● THE TASK:
Keep only the lines from the start of the data through the line containing "use crate::tui::component::Component;", and output them exactly.

● TASK INPUTS:
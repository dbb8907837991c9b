//! # ActionBar Component
//!
//! The two form buttons. Each button shows its busy label while its request
//! is in flight and is drawn dimmed, since the reducer ignores it then.

use ratatui::Frame;
use ratatui::layout::{Alignment, Constraint, Layout, Rect};
use ratatui::style::{Color, Modifier, Style};
use ratatui::widgets::{Block, BorderType, Paragraph};

use crate::tui::component::Component;

pub struct ActionBar {
    pub generating: bool,
    pub submitting: bool,
    pub generate_focused: bool,
    pub share_focused: bool,
}

impl ActionBar {
    pub fn generate_label(&self) -> &'static str {
        if self.generating { "Generating..." } else { "Generate" }
    }

    pub fn share_label(&self) -> &'static str {
        if self.submitting { "Sharing..." } else { "Share with the Community" }
    }
}

fn button(label: &str, color: Color, focused: bool, busy: bool) -> Paragraph<'_> {
    let mut style = Style::default().fg(color).add_modifier(Modifier::BOLD);
    if busy {
        style = style.add_modifier(Modifier::DIM);
    }
    let border = if focused {
        Style::default().fg(Color::White)
    } else {
        Style::default().fg(color).add_modifier(Modifier::DIM)
    };
    let border_type = if focused { BorderType::Thick } else { BorderType::Rounded };
    Paragraph::new(label)
        .style(style)
        .alignment(Alignment::Center)
        .block(Block::bordered().border_type(border_type).border_style(border))
}

impl Component for ActionBar {
    fn render(&mut self, frame: &mut Frame, area: Rect) {
        let [generate_area, share_area] =
            Layout::horizontal([Constraint::Length(20), Constraint::Length(30)])
                .spacing(2)
                .areas(area);

        frame.render_widget(
            button(self.generate_label(), Color::Green, self.generate_focused, self.generating),
            generate_area,
        );
        frame.render_widget(
            button(self.share_label(), Color::LightBlue, self.share_focused, self.submitting),
            share_area,
        );
    }
}
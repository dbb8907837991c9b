//! # TUI Components
//!
//! All UI pieces of the terminal front-end.
//!
//! ### Stateless Components (Props-Based Rendering)
//!
//! - `TitleBar`: route, service URL and status
//! - `Preview`: the photo panel with the generation spinner
//! - `ActionBar`: the Generate and Share buttons
//! - `Alert`: modal notice
//! - `Home`: the root view listing shared posts
//!
//! ### Stateful Components (Event-Driven)
//!
//! - `TextField`: labelled single-line input; owns its cursor, mirrors its
//!   value from the draft
//!
//! Components receive external data as props, never by reaching into `App`:
//!
//! ```rust,ignore
//! // Good: dependencies are explicit
//! Preview { photo: draft.photo.as_deref(), generating, .. }.render(frame, area);
//! ```

pub mod action_bar;
pub mod alert;
pub mod home;
pub mod preview;
pub mod text_field;
mod title_bar;

pub use action_bar::ActionBar;
pub use alert::{Alert, AlertEvent, AlertKeys};
pub use home::Home;
pub use preview::Preview;
pub use text_field::{FieldEvent, TextField};
pub use title_bar::TitleBar;
//! # Post Draft
//!
//! The in-progress post before it is shared. A draft is a plain value:
//! edits produce a new draft instead of mutating fields in place, so the
//! reducer can be tested with `assert_eq!` and nothing else.
//!
//! ```text
//! PostDraft
//! ├── name: String            // author shown with the post
//! ├── prompt: String          // text sent to the image endpoint
//! └── photo: Option<String>   // data URI, set once generation succeeds
//! ```

use serde::{Deserialize, Serialize};

/// Which field of the draft an edit targets.
#[derive(Debug, Clone, Copy, PartialEq, Eq)]
pub enum Field {
    Name,
    Prompt,
    Photo,
}

impl Field {
    pub fn label(self) -> &'static str {
        match self {
            Field::Name => "Your Name",
            Field::Prompt => "Prompt",
            Field::Photo => "Photo",
        }
    }
}

#[derive(Debug, Clone, Default, PartialEq, Eq, Serialize, Deserialize)]
pub struct PostDraft {
    pub name: String,
    pub prompt: String,
    pub photo: Option<String>,
}

impl PostDraft {
    pub fn new(name: impl Into<String>) -> Self {
        Self {
            name: name.into(),
            ..Default::default()
        }
    }

    /// Returns a copy with only `field` replaced.
    ///
    /// An empty value for `Field::Photo` clears the photo.
    pub fn with_field(&self, field: Field, value: impl Into<String>) -> Self {
        let value = value.into();
        let mut next = self.clone();
        match field {
            Field::Name => next.name = value,
            Field::Prompt => next.prompt = value,
            Field::Photo => next.photo = (!value.is_empty()).then_some(value),
        }
        next
    }

    pub fn has_prompt(&self) -> bool {
        !self.prompt.is_empty()
    }

    pub fn has_photo(&self) -> bool {
        self.photo.as_deref().is_some_and(|p| !p.is_empty())
    }

    /// Both the prompt and the photo are present, so the draft may be shared.
    pub fn is_shareable(&self) -> bool {
        self.has_prompt() && self.has_photo()
    }
}
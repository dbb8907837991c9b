use std::fs::File;
use std::path::PathBuf;
use std::process::ExitCode;
use std::sync::Arc;

use clap::Parser;
use log::{info, warn};
use promptshare::api::HttpPostApi;
use promptshare::batch::{BatchRequest, ConsoleNotifier, run_batch};
use promptshare::core::config::{self, CliOverrides};
use promptshare::tui;
use simplelog::{ConfigBuilder, LevelFilter, WriteLogger};

#[derive(Parser)]
#[command(
    name = "promptshare",
    about = "Generate an image from a prompt and share it with the community"
)]
struct Args {
    /// Base URL of the image-sharing service
    #[arg(long)]
    api_url: Option<String>,

    /// Author name pre-filled in the form
    #[arg(short, long)]
    name: Option<String>,

    /// Directory generated photos are saved to
    #[arg(long)]
    save_dir: Option<PathBuf>,

    /// Run without the terminal UI
    #[arg(long)]
    batch: bool,

    /// Prompt for batch mode (a surprise prompt when omitted)
    #[arg(short, long, requires = "batch")]
    prompt: Option<String>,

    /// Save the generated photo (batch mode)
    #[arg(long, requires = "batch")]
    save: bool,

    /// Share the generated photo (batch mode)
    #[arg(long, requires = "batch")]
    share: bool,
}

#[tokio::main]
async fn main() -> std::io::Result<ExitCode> {
    let args = Args::parse();
    dotenv::dotenv().ok();

    // Initialize file logger - the terminal belongs to the UI
    let log_config = ConfigBuilder::new()
        .set_time_format_rfc3339()
        .build();

    if let Ok(log_file) = File::create("promptshare.log") {
        let _ = WriteLogger::init(LevelFilter::Debug, log_config, log_file);
    }

    let file_config = config::load_config().unwrap_or_else(|e| {
        warn!("{}, falling back to defaults", e);
        config::PromptshareConfig::default()
    });
    let resolved = config::resolve(
        &file_config,
        &CliOverrides {
            api_url: args.api_url,
            name: args.name,
            save_dir: args.save_dir,
        },
    );

    info!("promptshare starting up against {}", resolved.base_url);

    if !args.batch {
        tui::run(resolved)?;
        return Ok(ExitCode::SUCCESS);
    }

    let api = HttpPostApi::new(resolved.base_url.clone(), resolved.timeout)
        .map_err(std::io::Error::other)?;
    let notifier = Arc::new(ConsoleNotifier::new(std::io::stderr()));
    let outcome = run_batch(
        &resolved,
        Arc::new(api),
        notifier,
        BatchRequest {
            prompt: args.prompt,
            save: args.save,
            share: args.share,
        },
    )
    .await;

    info!("Batch finished: {:?}", outcome);
    Ok(if outcome.succeeded {
        ExitCode::SUCCESS
    } else {
        ExitCode::FAILURE
    })
}
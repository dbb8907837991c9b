//! # Application State
//!
//! Core business state for promptshare. Domain data only, no TUI types.
//! Presentation state (focus, open alerts, spinner) lives in the `tui` module.
//!
//! ```text
//! App
//! ├── route: Route                  // which view is showing
//! ├── form: FormState               // the Create Post form
//! │   ├── draft: PostDraft          // name, prompt, photo
//! │   ├── generating: bool          // image request in flight
//! │   ├── submitting: bool          // post request in flight
//! │   └── image_request/post_request // ids of the requests this form sent
//! ├── default_name: String          // pre-filled author name
//! ├── shared_posts: Vec<SharedPost> // posts shared during this run
//! ├── last_request: RequestId       // last id handed out, never reused
//! └── status_message: String        // status bar text
//! ```
//!
//! State changes only happen through `update(state, action)` in action.rs.

use chrono::{DateTime, Local};

use crate::core::draft::PostDraft;

/// Views the app can navigate between.
#[derive(Debug, Clone, Copy, PartialEq, Eq, Default)]
pub enum Route {
    /// Application root, listing what was shared.
    Home,
    #[default]
    CreatePost,
}

impl Route {
    pub fn path(self) -> &'static str {
        match self {
            Route::Home => "/",
            Route::CreatePost => "/create-post",
        }
    }
}

/// A post the server acknowledged.
#[derive(Debug, Clone, PartialEq, Eq)]
pub struct SharedPost {
    pub name: String,
    pub prompt: String,
    pub shared_at: DateTime<Local>,
}

impl SharedPost {
    pub fn from_draft(draft: &PostDraft, shared_at: DateTime<Local>) -> Self {
        Self {
            name: draft.name.clone(),
            prompt: draft.prompt.clone(),
            shared_at,
        }
    }
}

/// Tags a request so its result can be matched to the form that sent it.
pub type RequestId = u64;

#[derive(Debug, Clone, Default, PartialEq, Eq)]
pub struct FormState {
    pub draft: PostDraft,
    pub generating: bool,
    pub submitting: bool,
    /// Id of the latest image request; 0 before the first one.
    pub image_request: RequestId,
    pub post_request: RequestId,
}

impl FormState {
    pub fn new(default_name: &str) -> Self {
        Self {
            draft: PostDraft::new(default_name),
            generating: false,
            submitting: false,
            image_request: 0,
            post_request: 0,
        }
    }
}

pub struct App {
    pub route: Route,
    pub form: FormState,
    pub default_name: String,
    pub shared_posts: Vec<SharedPost>,
    pub status_message: String,
    /// Spans form resets, so a discarded form's ids never come back.
    pub last_request: RequestId,
}

impl App {
    pub fn new(default_name: impl Into<String>) -> Self {
        let default_name = default_name.into();
        Self {
            route: Route::CreatePost,
            form: FormState::new(&default_name),
            default_name,
            shared_posts: Vec::new(),
            status_message: String::from("Describe an image and press Ctrl+G"),
            last_request: 0,
        }
    }

    /// Hands out a fresh request id.
    pub fn next_request(&mut self) -> RequestId {
        self.last_request += 1;
        self.last_request
    }
}
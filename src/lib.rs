//! promptshare library exports for testing

pub mod api;
pub mod batch;
pub mod core;
pub mod tui;

#[cfg(test)]
pub mod test_support;
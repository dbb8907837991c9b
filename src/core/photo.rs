//! # Photo Encoding
//!
//! Generated images travel as base64 text. The draft keeps them as a
//! `data:` URI so the value can be shared as-is; saving to disk decodes it
//! back into JPEG bytes.

use std::fmt;
use std::fs;
use std::path::{Path, PathBuf};

use base64::Engine;
use base64::engine::general_purpose;
use log::info;

/// Media prefix for every photo the image endpoint returns.
pub const JPEG_DATA_URI_PREFIX: &str = "data:image/jpeg;base64,";

const MAX_SLUG_LEN: usize = 48;

#[derive(Debug)]
pub enum PhotoError {
    /// The string is not a `data:<media>;base64,` URI.
    NotDataUri,
    /// The payload is not valid base64.
    Decode(base64::DecodeError),
    Io(std::io::Error),
}

impl fmt::Display for PhotoError {
    fn fmt(&self, f: &mut fmt::Formatter<'_>) -> fmt::Result {
        match self {
            PhotoError::NotDataUri => write!(f, "photo is not a base64 data URI"),
            PhotoError::Decode(e) => write!(f, "invalid image data: {e}"),
            PhotoError::Io(e) => write!(f, "could not save photo: {e}"),
        }
    }
}

impl std::error::Error for PhotoError {}

/// Wraps a base64 JPEG payload in a data URI.
pub fn to_data_uri(payload: &str) -> String {
    format!("{JPEG_DATA_URI_PREFIX}{payload}")
}

/// Checks that `payload` decodes as standard base64.
pub fn validate_payload(payload: &str) -> Result<(), PhotoError> {
    general_purpose::STANDARD
        .decode(payload)
        .map(|_| ())
        .map_err(PhotoError::Decode)
}

/// Decodes any `data:<media>;base64,<payload>` URI into raw bytes.
pub fn decode_data_uri(uri: &str) -> Result<Vec<u8>, PhotoError> {
    let rest = uri.strip_prefix("data:").ok_or(PhotoError::NotDataUri)?;
    let (_media, payload) = rest.split_once(";base64,").ok_or(PhotoError::NotDataUri)?;
    general_purpose::STANDARD
        .decode(payload)
        .map_err(PhotoError::Decode)
}

/// Size of the decoded image computed from the base64 length, without decoding.
pub fn approx_decoded_len(uri: &str) -> Option<usize> {
    let (_, payload) = uri.split_once(";base64,")?;
    let padding = payload.bytes().rev().take_while(|b| *b == b'=').count();
    Some((payload.len() / 4 * 3).saturating_sub(padding))
}

/// Turns a prompt into a file-name-safe slug: lowercase ASCII alphanumerics
/// joined by single dashes. Falls back to `"photo"` when nothing survives.
pub fn slugify(prompt: &str) -> String {
    let mut slug = String::new();
    for c in prompt.chars() {
        if c.is_ascii_alphanumeric() {
            if slug.len() >= MAX_SLUG_LEN {
                break;
            }
            slug.push(c.to_ascii_lowercase());
        } else if !slug.is_empty() && !slug.ends_with('-') {
            slug.push('-');
        }
    }
    let slug = slug.trim_end_matches('-');
    if slug.is_empty() {
        "photo".to_string()
    } else {
        slug.to_string()
    }
}

/// Writes the decoded photo to `<dir>/<slug>.jpg` and returns the path.
pub fn save_photo(uri: &str, dir: &Path, prompt: &str) -> Result<PathBuf, PhotoError> {
    let bytes = decode_data_uri(uri)?;
    fs::create_dir_all(dir).map_err(PhotoError::Io)?;
    let path = dir.join(format!("{}.jpg", slugify(prompt)));
    fs::write(&path, &bytes).map_err(PhotoError::Io)?;
    info!("Saved {} bytes to {}", bytes.len(), path.display());
    Ok(path)
}
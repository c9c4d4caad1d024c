//! Movie REST API handlers

use axum::extract::{Path, State};
use axum::Json;

use crate::api::common::ValidatedQuery;
use crate::api::dto::{MovieDetailResponse, MovieListQuery, MovieListResponse};
use crate::api::error::{ApiError, ErrorDetail};
use crate::application::CatalogService;

#[utoipa::path(
    get,
    path = "/theater/movies/",
    tag = "Movies",
    params(MovieListQuery),
    responses(
        (status = 200, description = "One page of the catalog", body = MovieListResponse),
        (status = 404, description = "Empty catalog or page out of range", body = ErrorDetail),
        (status = 422, description = "page or per_page out of bounds", body = ErrorDetail)
    )
)]
pub async fn list_movies(
    State(catalog): State<CatalogService>,
    ValidatedQuery(query): ValidatedQuery<MovieListQuery>,
) -> Result<Json<MovieListResponse>, ApiError> {
    let page = catalog.list_movies(query.page, query.per_page).await?;
    Ok(Json(page.into()))
}

#[utoipa::path(
    get,
    path = "/theater/movies/{movie_id}/",
    tag = "Movies",
    params(("movie_id" = i32, Path, description = "Movie ID")),
    responses(
        (status = 200, description = "Movie details", body = MovieDetailResponse),
        (status = 404, description = "No movie with this ID", body = ErrorDetail)
    )
)]
pub async fn get_movie(
    State(catalog): State<CatalogService>,
    Path(movie_id): Path<i32>,
) -> Result<Json<MovieDetailResponse>, ApiError> {
    let movie = catalog.get_movie(movie_id).await?;
    Ok(Json(movie.into()))
}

● EXERCISE ANSWER:
repository dbb8907837991c9b
//! # ActionBar Component
//!
//! The two form buttons. Each button shows its busy label while its request
//! is in flight and is drawn dimmed, since the reducer ignores it then.

use ratatui::Frame;
use ratatui::layout::{Alignment, Constraint, Layout, Rect};
use ratatui::style::{Color, Modifier, Style};
use ratatui::widgets::{Block, BorderType, Paragraph};

use crate::tui::component::Component;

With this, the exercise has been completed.